Artificial Control of Estrus and Ovulation in Female Yaks

Summary

Artificial control of the estrus cycle has provided an efficient means of increasing the reproductive capacity of yak by obviating the need for frequent visual inspection. This review describes hormone treatments for induction of estrus and ovulation, hormonal changes after estrus induction, and hormone treatments for advancement of puberty in female yaks.

Introduction

Yaks are seasonal breeders and the breeding season lasts from July to October. If the females do not show obvious estrus in a particular breeding season, they will express estrus in the next breeding season or in some cases not until several breeding season later. The observed estrus rate of yaks is rather low, and the postpartum period is long. Most females deliver calves once every two years, some of them only once every three years.
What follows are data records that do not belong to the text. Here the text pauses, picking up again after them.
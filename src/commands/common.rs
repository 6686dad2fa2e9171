// src/commands/common.rs
//! Shared utilities for CLI commands.

use std::io::IsTerminal;

use miette::NamedSource;

use crate::cli::ColorMode;
use crate::errors::render_to_stderr;
use crate::frontend::ParseError;

/// Check if stdout supports color output.
pub fn stdout_supports_color() -> bool {
    // Respect NO_COLOR environment variable (https://no-color.org/)
    if std::env::var_os("NO_COLOR").is_some() {
        return false;
    }
    std::io::stdout().is_terminal()
}

/// Render a parse error to stderr with source context.
pub fn render_parse_error(err: &ParseError, file_path: &str, source: &str, color: ColorMode) {
    let report = miette::Report::new(err.error.clone())
        .with_source_code(NamedSource::new(file_path, source.to_string()));
    render_to_stderr(report.as_ref(), color);
}

/// Render a source-less diagnostic (analysis errors, schema errors,
/// warnings) to stderr.
pub fn render_plain(diagnostic: &dyn miette::Diagnostic, color: ColorMode) {
    render_to_stderr(diagnostic, color);
}
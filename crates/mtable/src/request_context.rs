// File: src/request_context.rs
// Purpose: Query string and form body containers feeding the range parser

use serde_json::Value as JsonValue;
use std::collections::HashMap;

use crate::range::{Field, InputError, RangeInput};

/// Split `key=value&key=value` pairs and percent-decode them.
/// `+` is treated as a space, as browsers encode form bodies that way.
/// Later duplicates overwrite earlier ones.
fn parse_pairs(raw: &str) -> HashMap<String, String> {
    let decode = |s: &str| {
        let spaced = s.replace('+', " ");
        urlencoding::decode(&spaced)
            .map(|cow| cow.into_owned())
            .unwrap_or_else(|_| spaced.clone())
    };

    raw.trim_start_matches('?')
        .split('&')
        .filter(|pair| !pair.is_empty())
        .map(|pair| match pair.split_once('=') {
            Some((k, v)) => (decode(k), decode(v)),
            None => (decode(pair), String::new()),
        })
        .collect()
}

/// Query parameters from URL
#[derive(Debug, Clone, Default)]
pub struct QueryParams {
    params: HashMap<String, String>,
}

impl QueryParams {
    /// Create from HashMap
    pub fn new(params: HashMap<String, String>) -> Self {
        Self { params }
    }

    /// Parse a raw query string, with or without the leading `?`
    pub fn parse(raw: &str) -> Self {
        Self::new(parse_pairs(raw))
    }

    /// Get a query parameter value
    pub fn get(&self, key: &str) -> Option<&String> {
        self.params.get(key)
    }

    /// Check if a parameter exists
    pub fn has(&self, key: &str) -> bool {
        self.params.contains_key(key)
    }

    /// True when any of the four range keys is present
    pub fn has_range(&self) -> bool {
        Field::ALL.iter().any(|f| self.has(f.name()))
    }

    pub fn range_input(&self) -> Result<RangeInput, InputError> {
        RangeInput::parse_with(|field| self.get(field.name()).map(String::as_str))
    }
}

/// Form data from POST requests
#[derive(Debug, Clone, Default)]
pub struct FormData {
    fields: HashMap<String, String>,
}

impl FormData {
    /// Create empty form data
    pub fn new() -> Self {
        Self::default()
    }

    /// Create from form fields with automatic trimming
    pub fn from_fields(fields: HashMap<String, String>) -> Self {
        let trimmed_fields = fields
            .into_iter()
            .map(|(k, v)| (k, v.trim().to_string()))
            .collect();

        Self {
            fields: trimmed_fields,
        }
    }

    /// Parse an `application/x-www-form-urlencoded` body
    pub fn from_urlencoded(body: &str) -> Self {
        Self::from_fields(parse_pairs(body))
    }

    /// Create from JSON. Numbers are kept in their textual form so they go
    /// through the same integer check as typed text.
    pub fn from_json(json: &JsonValue) -> Self {
        let mut fields = HashMap::new();

        if let JsonValue::Object(map) = json {
            for (key, value) in map {
                match value {
                    JsonValue::String(s) => {
                        fields.insert(key.clone(), s.trim().to_string());
                    }
                    JsonValue::Null => {}
                    other => {
                        fields.insert(key.clone(), other.to_string());
                    }
                }
            }
        }

        Self { fields }
    }

    /// Get a form field value
    pub fn get(&self, key: &str) -> Option<&String> {
        self.fields.get(key)
    }

    /// Value of one of the range fields
    pub fn field(&self, field: Field) -> Option<&str> {
        self.get(field.name()).map(String::as_str)
    }

    /// Get as HashMap
    pub fn as_map(&self) -> &HashMap<String, String> {
        &self.fields
    }
}
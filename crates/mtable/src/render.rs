// File: src/render.rs
// Purpose: Maud markup for generated tables and the result panel around them

use maud::{html, Markup};

use crate::table::{Cell, TableResult};

/// CSS class for label cells
pub const LABEL_CLASS: &str = "indexLabel";

/// CSS class for diagonal (square) products
pub const SQUARE_CLASS: &str = "squareProduct";

/// Render the grid as a `<table>`
pub fn render_table(table: &TableResult) -> Markup {
    html! {
        table {
            @for row in &table.rows {
                tr {
                    @for cell in row {
                        (render_cell(cell))
                    }
                }
            }
        }
    }
}

fn render_cell(cell: &Cell) -> Markup {
    match *cell {
        Cell::CornerLabel => html! { td class=(LABEL_CLASS) { " " } },
        Cell::ColumnLabel(v) | Cell::RowLabel(v) => html! { td class=(LABEL_CLASS) { (v) } },
        Cell::DiagonalProduct(v) => html! { td class=(SQUARE_CLASS) { (v) } },
        Cell::Product(v) => html! { td { (v) } },
    }
}

/// A labeled panel holding one result, the unit the page shows per request
pub fn result_panel(title: &str, content: Markup) -> Markup {
    html! {
        section class="tab" {
            h2 class="tabTitle" { (title) }
            div class="tabContent" { (content) }
        }
    }
}

/// Table wrapped in its titled panel
pub fn table_panel(table: &TableResult) -> Markup {
    result_panel(&table.title, render_table(table))
}

/// The `#message` box; empty when there is nothing to report
pub fn message_box(message: Option<&str>) -> Markup {
    html! {
        div id="message" {
            @if let Some(message) = message {
                (message)
            }
        }
    }
}

#[cfg(test)]
mod tests {
    use super::*;
    use crate::range::RangeInput;
    use crate::table::generate;

    #[test]
    fn test_render_table_markup() {
        let table = generate(&RangeInput::new(1, 2, 2, 2));
        let html = render_table(&table).into_string();

        assert_eq!(
            html,
            concat!(
                "<table>",
                "<tr><td class=\"indexLabel\"> </td><td class=\"indexLabel\">2</td></tr>",
                "<tr><td class=\"indexLabel\">1</td><td>2</td></tr>",
                "<tr><td class=\"indexLabel\">2</td><td class=\"squareProduct\">4</td></tr>",
                "</table>"
            )
        );
    }

    #[test]
    fn test_result_panel_escapes_title() {
        let html = result_panel("<b>", html! { p { "x" } }).into_string();
        assert!(html.contains("<h2 class=\"tabTitle\">&lt;b&gt;</h2>"));
        assert!(html.contains("<div class=\"tabContent\"><p>x</p></div>"));
    }

    #[test]
    fn test_table_panel_uses_title() {
        let table = generate(&RangeInput::new(1, 3, 1, 3));
        let html = table_panel(&table).into_string();
        assert!(html.contains("[1, 3] * [1, 3]"));
        assert!(html.contains("<td class=\"squareProduct\">9</td>"));
    }

    #[test]
    fn test_message_box() {
        assert_eq!(message_box(None).into_string(), "<div id=\"message\"></div>");
        assert_eq!(
            message_box(Some("bad")).into_string(),
            "<div id=\"message\">bad</div>"
        );
    }
}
Yak heifers attain puberty much later than cattle and usually first get pregnant at 3 to 4 years old [1]. Silent estrus constitutes the single largest factor responsible for poor reproductive efficiency in yaks. Aside from seasonal factors affecting the display of estrus, the most important contributing factor is an inability to detect estrus. Application of reproductive biotechnologies in the yak requires a reliable method for estrus control of female and such a method is also essential in artificial insemination or embryo transfer programmers. The possibility of inducing estrus and ovulation in acyclic females and of synchronizing estrus and ovulation in groups of females offers an opportunity to increase the efficiency of yak production and to makes artificial insemination more convenient. A reliable method for estrus control would benefit not only the use of artificial insemination but would also be important for establishing embryo transfer programmers.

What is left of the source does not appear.